In August, I took four weeks off for pastoral renewal leave (something that is encouraged for full-time clergy in the UMC every four years, and that I had yet to do after 16 years).
Since I’ve been back, people have asked me how it was – what I did – how I feel. It’s been tricky to respond. I was busy. I did lots of things. I did nothing.
I started out with big expectations and feeling like four weeks was luxuriously long – and then, after a couple of trips to see family and friends, and taking some time to catch up on projects around the house and doing all the things I never feel like I have time to do- –found that four weeks goes by way too quick, and my expectations were way too lofty.
I ended up setting aside any unrealistic hopes I had (you know—to be transformed into a funnier, smarter, thinner person in just four weeks!) and settled in to the idea of just being as present as possible each day. Not to do anything to prove myself (to myself or anyone else); not to produce anything; not to accomplish or create; just to be.
In the book Present Over Perfect by Shauna Niequist (that Rev. Jamielee gave me as a gift years ago), the author writes: “[Present over perfect] is about rejecting the myth that every day is a new opportunity to prove our worth, and about the truth that our worth is inherent, given by God, not earned by our hustling.”

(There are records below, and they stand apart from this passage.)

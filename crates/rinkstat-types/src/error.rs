use std::fmt;

use crate::EventId;

/// Result type for rinkstat-types operations
pub type Result<T> = std::result::Result<T, Error>;

/// Error types that can occur in the types layer
#[derive(Debug, Clone, PartialEq, Eq)]
pub enum Error {
    /// Event type name that is not one of the six known kinds
    UnknownEventKind(String),

    /// An event with this id is already present in the log
    DuplicateEvent(EventId),
}

impl fmt::Display for Error {
    fn fmt(&self, f: &mut fmt::Formatter<'_>) -> fmt::Result {
        match self {
            Error::UnknownEventKind(name) => write!(f, "Unknown event type: {}", name),
            Error::DuplicateEvent(id) => write!(f, "Duplicate event id: {}", id),
        }
    }
}

impl std::error::Error for Error {}
use rinkstat_types::Event;
use std::fmt;

/// Event log, newest first, with the short id used by `delete`
pub struct EventsView<'a> {
    pub events: &'a [Event],
}

impl<'a> fmt::Display for EventsView<'a> {
    fn fmt(&self, f: &mut fmt::Formatter<'_>) -> fmt::Result {
        if self.events.is_empty() {
            return writeln!(f, "No events");
        }

        for event in self.events.iter().rev() {
            let id = event.id.to_string();
            writeln!(
                f,
                "{}  {}  {}",
                &id[..8],
                event.timestamp_iso(),
                event.kind
            )?;
        }

        Ok(())
    }
}
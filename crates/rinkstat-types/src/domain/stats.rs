use serde::{Deserialize, Serialize};

/// Session-wide counters and rates over completed games.
///
/// Rates are whole percentages; a rate whose denominator is zero is 0.
#[derive(Debug, Clone, Default, PartialEq, Eq, Serialize, Deserialize)]
pub struct SessionStats {
    pub wins: u32,
    pub losses: u32,
    pub overtime_wins: u32,
    pub overtime_losses: u32,
    /// Games in which a lead was held outside overtime
    pub leads: u32,
    /// Of those, games that were won
    pub lead_wins: u32,
    /// Losses that had a positive margin at some point
    pub blown_leads: u32,
    /// Wins that trailed at some point
    pub comeback_wins: u32,

    pub kev_goals: u32,
    pub har_goals: u32,
    pub opp_goals: u32,

    pub win_rate: u32,
    pub overtime_win_rate: u32,
    pub lead_conversion_rate: u32,
}

impl SessionStats {
    /// Win-loss record, e.g. `3-2`
    pub fn record(&self) -> String {
        format!("{}-{}", self.wins, self.losses)
    }

    pub fn games(&self) -> u32 {
        self.wins + self.losses
    }
}
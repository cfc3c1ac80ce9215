use rinkstat_types::{Game, SessionStats};

/// Aggregate session counters and rates over completed games.
pub fn summarize(games: &[Game]) -> SessionStats {
    let mut stats = SessionStats::default();

    for game in games {
        if game.lead {
            stats.leads += 1;
        }

        if game.win {
            stats.wins += 1;
            if game.max_trail > 0 {
                stats.comeback_wins += 1;
            }
            if game.lead {
                stats.lead_wins += 1;
            }
            if game.overtime {
                stats.overtime_wins += 1;
            }
        } else {
            stats.losses += 1;
            if game.max_lead > 0 {
                stats.blown_leads += 1;
            }
            if game.overtime {
                stats.overtime_losses += 1;
            }
        }

        stats.kev_goals += game.kev_goals;
        stats.har_goals += game.har_goals;
        stats.opp_goals += game.opp_goals;
    }

    stats.win_rate = percent(stats.wins, stats.wins + stats.losses);
    stats.overtime_win_rate = percent(
        stats.overtime_wins,
        stats.overtime_wins + stats.overtime_losses,
    );
    stats.lead_conversion_rate = percent(stats.lead_wins, stats.leads);

    stats
}

/// `part / whole` as a whole percentage, rounding halves up; 0 when `whole` is 0
pub fn percent(part: u32, whole: u32) -> u32 {
    if whole == 0 {
        return 0;
    }

    let (part, whole) = (u64::from(part), u64::from(whole));
    // floor(100 * part / whole + 1/2)
    ((200 * part + whole) / (2 * whole)) as u32
}
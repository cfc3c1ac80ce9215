use rinkstat_types::{Event, EventId, EventKind};
use std::str::FromStr;

/// Shortest id prefix accepted by `delete`
const MIN_PREFIX: usize = 4;

#[derive(Debug, Clone, Copy, PartialEq, Eq)]
pub enum CopyTarget {
    Games,
    Events,
}

/// One line of console input.
#[derive(Debug, Clone, PartialEq, Eq)]
pub enum ConsoleCommand {
    Record(EventKind),
    Delete(String),
    Events,
    Games,
    Stats,
    Score,
    Copy(CopyTarget),
    Help,
    Quit,
    Empty,
}

impl FromStr for ConsoleCommand {
    type Err = String;

    fn from_str(line: &str) -> Result<Self, Self::Err> {
        let mut words = line.split_whitespace();
        let Some(head) = words.next() else {
            return Ok(ConsoleCommand::Empty);
        };
        let arg = words.next();

        if let Some(kind) = EventKind::from_alias(head) {
            return Ok(ConsoleCommand::Record(kind));
        }

        match (head, arg) {
            ("delete" | "del" | "rm", Some(id)) => Ok(ConsoleCommand::Delete(id.to_string())),
            ("delete" | "del" | "rm", None) => Err("Usage: delete <event id>".to_string()),
            ("events", _) => Ok(ConsoleCommand::Events),
            ("games", _) => Ok(ConsoleCommand::Games),
            ("stats", _) => Ok(ConsoleCommand::Stats),
            ("score", _) => Ok(ConsoleCommand::Score),
            ("copy", Some("games")) => Ok(ConsoleCommand::Copy(CopyTarget::Games)),
            ("copy", Some("events")) => Ok(ConsoleCommand::Copy(CopyTarget::Events)),
            ("copy", _) => Err("Usage: copy games|events".to_string()),
            ("help" | "?", _) => Ok(ConsoleCommand::Help),
            ("quit" | "exit" | "q", _) => Ok(ConsoleCommand::Quit),
            _ => Err(format!("Unknown command: {}", line.trim())),
        }
    }
}

/// Resolve a full event id or a unique prefix of one.
///
/// A well-formed id that is not in the log is returned as-is; removing it
/// is a no-op.
pub fn resolve_id(events: &[Event], needle: &str) -> Result<EventId, String> {
    if let Ok(id) = needle.parse::<EventId>() {
        return Ok(id);
    }

    if needle.len() < MIN_PREFIX {
        return Err(format!(
            "Event id prefix must be at least {} characters",
            MIN_PREFIX
        ));
    }

    let prefix = needle.to_ascii_lowercase();
    let matches: Vec<EventId> = events
        .iter()
        .map(|event| event.id)
        .filter(|id| id.to_string().starts_with(&prefix))
        .collect();

    match matches.as_slice() {
        [id] => Ok(*id),
        [] => Err(format!("No event matches '{}'", needle)),
        many => Err(format!(
            "'{}' matches {} events; use more characters",
            needle,
            many.len()
        )),
    }
}

pub const HELP: &str = "\
Commands:
  start | end | ot        game start, game end, overtime start
  kev | har | opp         goal by Kev, Har or the opponent
  delete <id>             remove an event (id or unique prefix)
  events | games | stats  show the log, completed games, session stats
  score                   show the current game again
  copy games|events       print the tab-separated export
  help | quit";
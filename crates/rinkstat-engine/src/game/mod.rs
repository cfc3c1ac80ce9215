//! Game reconstruction from the event log.
//!
//! Both builders rescan the full log on every call; the log is small
//! (a few hundred events per session) and there is no derived state to
//! invalidate.

mod builder;

pub use builder::GameBuilder;

use rinkstat_types::{CurrentGame, Event, EventKind, Game};
use tracing::{debug, trace};

/// Build every completed game, oldest first.
///
/// Only `gameStart … gameEnd` pairs produce a game:
/// - a `gameStart` while a game is open discards the open game
/// - events outside an open game are ignored
/// - a trailing game with no `gameEnd` is not returned
pub fn build_completed_games(events: &[Event]) -> Vec<Game> {
    let mut games = Vec::new();
    let mut current: Option<GameBuilder> = None;

    for event in events {
        if event.kind == EventKind::GameStart {
            if current.replace(GameBuilder::new(event)).is_some() {
                debug!(event_id = %event.id, "dropping unterminated game at new gameStart");
            }
            continue;
        }

        let Some(builder) = current.as_mut() else {
            trace!(event_id = %event.id, kind = %event.kind, "ignoring event outside a game");
            continue;
        };

        builder.add_event(event);

        if event.kind == EventKind::GameEnd
            && let Some(builder) = current.take()
        {
            games.push(builder.build_completed());
        }
    }

    games
}

/// Fold everything from the most recent `gameStart` to the end of the log.
///
/// `active` is true after the `gameStart` and false after a later
/// `gameEnd`. Goals logged after that `gameEnd` still count, since the
/// fold does not stop there. A log without any `gameStart` yields the
/// zero-valued inactive game.
pub fn build_current_game(events: &[Event]) -> CurrentGame {
    let Some(start) = events
        .iter()
        .rposition(|event| event.kind == EventKind::GameStart)
    else {
        return CurrentGame::default();
    };

    let mut builder = GameBuilder::new(&events[start]);
    let mut active = true;

    for event in &events[start + 1..] {
        if event.kind == EventKind::GameEnd {
            active = false;
        }
        builder.add_event(event);
    }

    builder.build_current(active)
}
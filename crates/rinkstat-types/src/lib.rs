pub mod domain;
pub mod error;
pub mod event;

pub use domain::*;
pub use error::{Error, Result};
pub use event::*;
use rinkstat_engine::{build_completed_games, build_current_game, summarize};
use rinkstat_testing::{LogBuilder, log_of};
use rinkstat_types::EventKind::*;
use rinkstat_types::Game;

#[test]
fn test_single_win_with_lead() {
    let events = log_of(&[GameStart, KevGoal, KevGoal, OppGoal, GameEnd]);
    let games = build_completed_games(&events);

    insta::assert_json_snapshot!(games, @r#"
    [
      {
        "date": "2025-12-14",
        "lead": true,
        "kev_goals": 2,
        "har_goals": 0,
        "opp_goals": 1,
        "overtime": false,
        "max_lead": 2,
        "max_trail": 0,
        "win": true
      }
    ]
    "#);
}

#[test]
fn test_loss_after_trailing() {
    let events = log_of(&[GameStart, OppGoal, OppGoal, KevGoal, GameEnd]);
    let games = build_completed_games(&events);

    assert_eq!(games.len(), 1);
    let game = &games[0];
    assert_eq!(game.kev_goals, 1);
    assert_eq!(game.opp_goals, 2);
    assert!(!game.win);
    assert_eq!(game.max_trail, 2);
    assert_eq!(game.max_lead, 0);
    assert!(!game.lead);
}

#[test]
fn test_restart_discards_unterminated_game() {
    let events = log_of(&[GameStart, KevGoal, GameStart, HarGoal, OppGoal, GameEnd]);
    let games = build_completed_games(&events);

    assert_eq!(games.len(), 1);
    let game = &games[0];
    assert_eq!(game.kev_goals, 0);
    assert_eq!(game.har_goals, 1);
    assert_eq!(game.opp_goals, 1);
    assert!(!game.win);
}

#[test]
fn test_comeback_and_blown_lead() {
    let events = LogBuilder::new()
        // trails by 2, wins 3-2
        .game(&[OppGoal, OppGoal, KevGoal, HarGoal, KevGoal])
        // leads by 3, loses 3-4
        .game(&[KevGoal, KevGoal, HarGoal, OppGoal, OppGoal, OppGoal, OppGoal])
        .build();
    let games = build_completed_games(&events);

    assert_eq!(games[0].max_trail, 2);
    assert!(games[0].win);
    assert_eq!(games[1].max_lead, 3);
    assert!(!games[1].win);

    let stats = summarize(&games);
    assert_eq!(stats.comeback_wins, 1);
    assert_eq!(stats.blown_leads, 1);
    assert_eq!(stats.win_rate, 50);
    assert_eq!(stats.record(), "1-1");
}

#[test]
fn test_overtime_winner_does_not_count_as_lead() {
    let events = log_of(&[GameStart, OppGoal, KevGoal, OvertimeStart, HarGoal, GameEnd]);
    let games = build_completed_games(&events);

    let game = &games[0];
    assert!(game.overtime);
    assert!(game.win);
    assert!(!game.lead);

    let stats = summarize(&games);
    assert_eq!(stats.overtime_wins, 1);
    assert_eq!(stats.overtime_win_rate, 100);
    assert_eq!(stats.comeback_wins, 1);
    assert_eq!(stats.leads, 0);
}

#[test]
fn test_full_session_summary() {
    let events = LogBuilder::new()
        .game(&[KevGoal, OppGoal, HarGoal])
        .game(&[OppGoal])
        .game(&[KevGoal, OppGoal, OvertimeStart, OppGoal])
        .game(&[HarGoal, HarGoal, KevGoal])
        .push(GameStart)
        .push(KevGoal)
        .build();

    let games = build_completed_games(&events);
    let stats = summarize(&games);

    insta::assert_json_snapshot!(stats, @r#"
    {
      "wins": 2,
      "losses": 2,
      "overtime_wins": 0,
      "overtime_losses": 1,
      "leads": 3,
      "lead_wins": 2,
      "blown_leads": 1,
      "comeback_wins": 0,
      "kev_goals": 3,
      "har_goals": 3,
      "opp_goals": 4,
      "win_rate": 50,
      "overtime_win_rate": 0,
      "lead_conversion_rate": 67
    }
    "#);

    let current = build_current_game(&events);
    assert!(current.active);
    assert_eq!(current.kev_goals, 1);
}

#[test]
fn test_derivations_are_repeatable() {
    let events = LogBuilder::new()
        .game(&[KevGoal, OppGoal, OppGoal])
        .push(GameStart)
        .push(OppGoal)
        .build();

    let first: Vec<Game> = build_completed_games(&events);
    let second = build_completed_games(&events);
    assert_eq!(first, second);
    assert_eq!(build_current_game(&events), build_current_game(&events));
    assert_eq!(summarize(&first), summarize(&second));
}
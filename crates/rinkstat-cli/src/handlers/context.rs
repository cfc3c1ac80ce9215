use crate::presentation::{ConsoleRenderer, Style};
use crate::types::OutputFormat;
use rinkstat_runtime::Config;
use std::path::PathBuf;

/// Shared inputs for every handler: output format plus the loaded config
pub struct HandlerContext {
    pub format: OutputFormat,
    pub config: Config,
    pub config_path: PathBuf,
}

impl HandlerContext {
    pub fn new(format: OutputFormat, config: Config, config_path: PathBuf) -> Self {
        Self {
            format,
            config,
            config_path,
        }
    }

    pub fn renderer(&self) -> ConsoleRenderer<std::io::Stdout> {
        ConsoleRenderer::stdout(self.format.is_json())
    }

    pub fn style(&self) -> Style {
        Style::detect()
    }
}
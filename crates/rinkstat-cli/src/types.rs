use clap::ValueEnum;
use std::fmt;

#[derive(Debug, Clone, Copy, PartialEq, Eq, ValueEnum)]
#[value(rename_all = "lowercase")]
pub enum OutputFormat {
    Plain,
    Json,
}

impl OutputFormat {
    pub fn is_json(&self) -> bool {
        matches!(self, OutputFormat::Json)
    }
}

impl fmt::Display for OutputFormat {
    fn fmt(&self, f: &mut fmt::Formatter<'_>) -> fmt::Result {
        match self {
            OutputFormat::Plain => write!(f, "plain"),
            OutputFormat::Json => write!(f, "json"),
        }
    }
}

#[derive(Debug, Clone, Copy, PartialEq, Eq, ValueEnum)]
#[value(rename_all = "lowercase")]
pub enum LogLevel {
    Error,
    Warn,
    Info,
    Debug,
    Trace,
}

impl fmt::Display for LogLevel {
    fn fmt(&self, f: &mut fmt::Formatter<'_>) -> fmt::Result {
        match self {
            LogLevel::Error => write!(f, "error"),
            LogLevel::Warn => write!(f, "warn"),
            LogLevel::Info => write!(f, "info"),
            LogLevel::Debug => write!(f, "debug"),
            LogLevel::Trace => write!(f, "trace"),
        }
    }
}
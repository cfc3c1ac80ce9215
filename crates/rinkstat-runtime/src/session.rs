use crate::{EventLog, Result, SessionObserver};
use rinkstat_engine::{
    SessionView, build_completed_games, build_current_game, build_view, format_events_as_text,
    format_games_as_text, summarize,
};
use rinkstat_types::{CurrentGame, Event, EventId, EventKind, Game, SessionStats};
use std::sync::{Arc, Mutex};
use tracing::warn;

/// Shared handle to one scorekeeping session.
///
/// The log sits behind a mutex held for the whole of each mutation or
/// derivation, so a derivation never sees a half-applied change. Clones
/// share the same log and observers.
///
/// Observers run after the log lock is released but while the observer
/// list is held. They get everything they need in the view and must not
/// call back into the session.
#[derive(Clone)]
pub struct Session {
    log: Arc<Mutex<EventLog>>,
    observers: Arc<Mutex<Vec<Box<dyn SessionObserver>>>>,
    recent_limit: usize,
}

impl Session {
    pub fn new(recent_limit: usize) -> Self {
        Self::with_log(EventLog::new(), recent_limit)
    }

    pub fn with_log(log: EventLog, recent_limit: usize) -> Self {
        Self {
            log: Arc::new(Mutex::new(log)),
            observers: Arc::new(Mutex::new(Vec::new())),
            recent_limit,
        }
    }

    pub fn subscribe(&self, observer: impl SessionObserver + 'static) -> Result<()> {
        self.observers.lock()?.push(Box::new(observer));
        Ok(())
    }

    /// Record a new event and notify observers
    pub fn append(&self, kind: EventKind) -> Result<Event> {
        self.mutate(|log| log.append(kind))
    }

    /// Remove an event by id; unknown ids are a no-op. Observers are
    /// notified either way.
    pub fn remove(&self, id: &EventId) -> Result<bool> {
        self.mutate(|log| log.remove(id))
    }

    pub fn events(&self) -> Result<Vec<Event>> {
        Ok(self.log.lock()?.list().to_vec())
    }

    pub fn view(&self) -> Result<SessionView> {
        let log = self.log.lock()?;
        Ok(build_view(log.list(), self.recent_limit))
    }

    pub fn completed_games(&self) -> Result<Vec<Game>> {
        Ok(build_completed_games(self.log.lock()?.list()))
    }

    pub fn current_game(&self) -> Result<CurrentGame> {
        Ok(build_current_game(self.log.lock()?.list()))
    }

    pub fn stats(&self) -> Result<SessionStats> {
        Ok(summarize(&self.completed_games()?))
    }

    pub fn export_games(&self) -> Result<String> {
        Ok(format_games_as_text(&self.completed_games()?))
    }

    pub fn export_events(&self) -> Result<String> {
        Ok(format_events_as_text(self.log.lock()?.list()))
    }

    /// Apply a change and deliver the resulting view.
    ///
    /// Locks are always taken log first, then observers. The observer
    /// lock is acquired before the log lock is released, so observers
    /// receive views in the order the changes were applied.
    fn mutate<T>(&self, change: impl FnOnce(&mut EventLog) -> T) -> Result<T> {
        let mut log = self.log.lock()?;
        let outcome = change(&mut log);
        let view = build_view(log.list(), self.recent_limit);

        let mut observers = self.observers.lock()?;
        drop(log);

        // failures are logged; the change itself has already landed
        for observer in observers.iter_mut() {
            if let Err(err) = observer.on_change(&view) {
                warn!(observer = observer.name(), error = %err, "observer failed");
            }
        }

        Ok(outcome)
    }
}

impl Default for Session {
    fn default() -> Self {
        Self::new(crate::config::DEFAULT_RECENT_GAMES)
    }
}
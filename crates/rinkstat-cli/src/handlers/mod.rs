mod context;

pub mod config;
pub mod export;
pub mod play;
pub mod replay;

pub use context::HandlerContext;
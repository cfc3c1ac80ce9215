// NOTE: rinkstat layering
//
// types   -> event and game schemas
// engine  -> pure derivations (games, stats, export); rerun on every change
// runtime -> the owned event log behind a lock, observers, config
// cli     -> this crate: the presentation collaborator
//
// The CLI never keeps derived state. Every redraw starts from a fresh
// SessionView built from the whole log.

mod args;
mod commands;
mod console;
mod handlers;
mod logging;
pub mod presentation;
pub mod types;

pub use args::{Cli, Commands, ConfigCommand, ExportCommand};
pub use commands::run;
use chrono::{DateTime, Utc};
use serde::{Deserialize, Serialize};
use std::fmt;
use std::str::FromStr;
use uuid::Uuid;

use super::kind::EventKind;

/// Unique identifier of an event within a log
#[derive(Debug, Clone, Copy, PartialEq, Eq, Hash, Serialize, Deserialize)]
#[serde(transparent)]
pub struct EventId(Uuid);

impl EventId {
    /// Fresh random (v4) identifier
    pub fn new() -> Self {
        Self(Uuid::new_v4())
    }

    pub fn from_uuid(uuid: Uuid) -> Self {
        Self(uuid)
    }
}

impl Default for EventId {
    fn default() -> Self {
        Self::new()
    }
}

impl fmt::Display for EventId {
    fn fmt(&self, f: &mut fmt::Formatter<'_>) -> fmt::Result {
        write!(f, "{}", self.0)
    }
}

impl FromStr for EventId {
    type Err = uuid::Error;

    fn from_str(s: &str) -> Result<Self, Self::Err> {
        Uuid::parse_str(s).map(Self)
    }
}

/// Scorekeeping event
/// Immutable once created; removed from a log only as a whole
#[derive(Debug, Clone, PartialEq, Eq, Serialize, Deserialize)]
pub struct Event {
    /// Unique event ID
    pub id: EventId,

    /// What happened
    #[serde(rename = "type")]
    pub kind: EventKind,

    /// When it was recorded (UTC)
    pub timestamp: DateTime<Utc>,
}

impl Event {
    /// New event with a fresh id, stamped with the current time
    pub fn now(kind: EventKind) -> Self {
        Self::new(EventId::new(), kind, Utc::now())
    }

    pub fn new(id: EventId, kind: EventKind, timestamp: DateTime<Utc>) -> Self {
        Self {
            id,
            kind,
            timestamp,
        }
    }

    /// ISO-8601 timestamp with millisecond precision, as shown in exports
    pub fn timestamp_iso(&self) -> String {
        self.timestamp
            .to_rfc3339_opts(chrono::SecondsFormat::Millis, true)
    }
}
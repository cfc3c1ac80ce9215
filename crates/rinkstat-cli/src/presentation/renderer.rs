use anyhow::Result;
use serde::Serialize;
use std::fmt::Display;
use std::io::Write;

/// Writes either the plain-text view or the JSON model of a result.
pub struct ConsoleRenderer<W: Write> {
    json_mode: bool,
    out: W,
}

impl ConsoleRenderer<std::io::Stdout> {
    pub fn stdout(json_mode: bool) -> Self {
        Self::new(json_mode, std::io::stdout())
    }
}

impl<W: Write> ConsoleRenderer<W> {
    pub fn new(json_mode: bool, out: W) -> Self {
        Self { json_mode, out }
    }

    pub fn render<T, V>(&mut self, model: &T, view: V) -> Result<()>
    where
        T: Serialize + ?Sized,
        V: Display,
    {
        if self.json_mode {
            writeln!(self.out, "{}", serde_json::to_string_pretty(model)?)?;
        } else {
            write!(self.out, "{}", view)?;
        }
        self.out.flush()?;
        Ok(())
    }

    /// Raw text, regardless of mode (exports)
    pub fn text(&mut self, text: &str) -> Result<()> {
        writeln!(self.out, "{}", text)?;
        self.out.flush()?;
        Ok(())
    }

    pub fn into_inner(self) -> W {
        self.out
    }
}
//! Testing infrastructure for rinkstat tests.
//!
//! - `fixtures`: deterministic event logs (fixed ids and timestamps)
//! - `world`: isolated temp directory for driving the CLI

pub mod fixtures;
pub mod world;

pub use fixtures::{LogBuilder, event_id, log_of};
pub use world::{CliResult, TestWorld};
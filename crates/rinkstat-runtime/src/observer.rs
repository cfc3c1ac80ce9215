use crate::Result;
use rinkstat_engine::SessionView;

/// Receives a fresh view after every change to the session's log.
///
/// This is the render callback of a presentation layer: the session
/// never draws anything itself.
pub trait SessionObserver: Send {
    fn name(&self) -> &str;
    fn on_change(&mut self, view: &SessionView) -> Result<()>;
}

impl<F> SessionObserver for F
where
    F: FnMut(&SessionView) -> Result<()> + Send,
{
    fn name(&self) -> &str {
        "callback"
    }

    fn on_change(&mut self, view: &SessionView) -> Result<()> {
        self(view)
    }
}
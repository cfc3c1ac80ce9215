use crate::{EventLog, Result};
use rinkstat_types::Event;
use std::path::Path;

/// Parse a JSON array of events into a log.
///
/// Events keep the file's order; a repeated id is an error.
pub fn parse_events(json: &str) -> Result<EventLog> {
    let events: Vec<Event> = serde_json::from_str(json)?;
    Ok(EventLog::from_events(events)?)
}

/// Read an event file written as a JSON array.
pub fn read_events(path: &Path) -> Result<EventLog> {
    let content = std::fs::read_to_string(path)?;
    parse_events(&content)
}
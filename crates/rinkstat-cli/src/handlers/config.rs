use super::HandlerContext;
use anyhow::{Result, bail};
use rinkstat_runtime::Config;

pub fn init(ctx: &HandlerContext, force: bool) -> Result<()> {
    let path = &ctx.config_path;
    if path.exists() && !force {
        bail!(
            "Config file already exists at {} (use --force to overwrite)",
            path.display()
        );
    }

    Config::default().save_to(path)?;
    println!("Wrote {}", path.display());
    Ok(())
}

pub fn show(ctx: &HandlerContext) -> Result<()> {
    let toml = toml::to_string_pretty(&ctx.config)?;
    ctx.renderer().render(&ctx.config, toml)
}
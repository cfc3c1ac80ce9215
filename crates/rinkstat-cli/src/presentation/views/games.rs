use rinkstat_types::Game;
use std::fmt;

use crate::presentation::Style;

/// Completed games table, oldest first
pub struct GamesView<'a> {
    pub games: &'a [Game],
    pub style: Style,
}

impl<'a> fmt::Display for GamesView<'a> {
    fn fmt(&self, f: &mut fmt::Formatter<'_>) -> fmt::Result {
        if self.games.is_empty() {
            return writeln!(f, "No completed games");
        }

        writeln!(f, " #  Date        Lead  Kev  Har  Opp  OT  Result")?;
        for (index, game) in self.games.iter().enumerate() {
            writeln!(
                f,
                "{:>2}  {}  {:<4}  {:>3}  {:>3}  {:>3}  {:>2}  {}",
                index + 1,
                game.date,
                u8::from(game.lead),
                game.kev_goals,
                game.har_goals,
                game.opp_goals,
                u8::from(game.overtime),
                self.style.outcome(game.outcome())
            )?;
        }

        Ok(())
    }
}
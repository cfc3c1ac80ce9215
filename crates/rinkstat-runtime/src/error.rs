use std::fmt;

/// Result type for rinkstat-runtime operations
pub type Result<T> = std::result::Result<T, Error>;

/// Error types that can occur in the runtime layer
#[derive(Debug)]
pub enum Error {
    /// Event or log invariant violated (e.g. duplicate id on import)
    Types(rinkstat_types::Error),

    /// IO operation failed
    Io(std::io::Error),

    /// Configuration error
    Config(String),

    /// Event file could not be parsed
    Json(serde_json::Error),

    /// A thread panicked while holding the session lock
    LockPoisoned,
}

impl fmt::Display for Error {
    fn fmt(&self, f: &mut fmt::Formatter<'_>) -> fmt::Result {
        match self {
            Error::Types(err) => write!(f, "Event log error: {}", err),
            Error::Io(err) => write!(f, "IO error: {}", err),
            Error::Config(msg) => write!(f, "Configuration error: {}", msg),
            Error::Json(err) => write!(f, "Invalid event file: {}", err),
            Error::LockPoisoned => write!(f, "Session lock poisoned"),
        }
    }
}

impl std::error::Error for Error {
    fn source(&self) -> Option<&(dyn std::error::Error + 'static)> {
        match self {
            Error::Types(err) => Some(err),
            Error::Io(err) => Some(err),
            Error::Json(err) => Some(err),
            Error::Config(_) | Error::LockPoisoned => None,
        }
    }
}

impl From<rinkstat_types::Error> for Error {
    fn from(err: rinkstat_types::Error) -> Self {
        Error::Types(err)
    }
}

impl From<std::io::Error> for Error {
    fn from(err: std::io::Error) -> Self {
        Error::Io(err)
    }
}

impl From<serde_json::Error> for Error {
    fn from(err: serde_json::Error) -> Self {
        Error::Json(err)
    }
}

impl From<toml::de::Error> for Error {
    fn from(err: toml::de::Error) -> Self {
        Error::Config(err.to_string())
    }
}

impl From<toml::ser::Error> for Error {
    fn from(err: toml::ser::Error) -> Self {
        Error::Config(err.to_string())
    }
}

impl<T> From<std::sync::PoisonError<T>> for Error {
    fn from(_: std::sync::PoisonError<T>) -> Self {
        Error::LockPoisoned
    }
}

It’s not easy, and when there are so many to-do’s and to-prove’s on your physical or mental list, the idea of not getting everything done seems anti-intuitive. But even God rested—and so should we.
So . . .
Deep breath. . . .
Slow down. . . .
Stop hustling.
You are God’s beloved creation.
This season, I pray for you a hustle-free moment here and there, so that you can remember your deep, abiding and unending worth that comes from the love of God. Today and every day.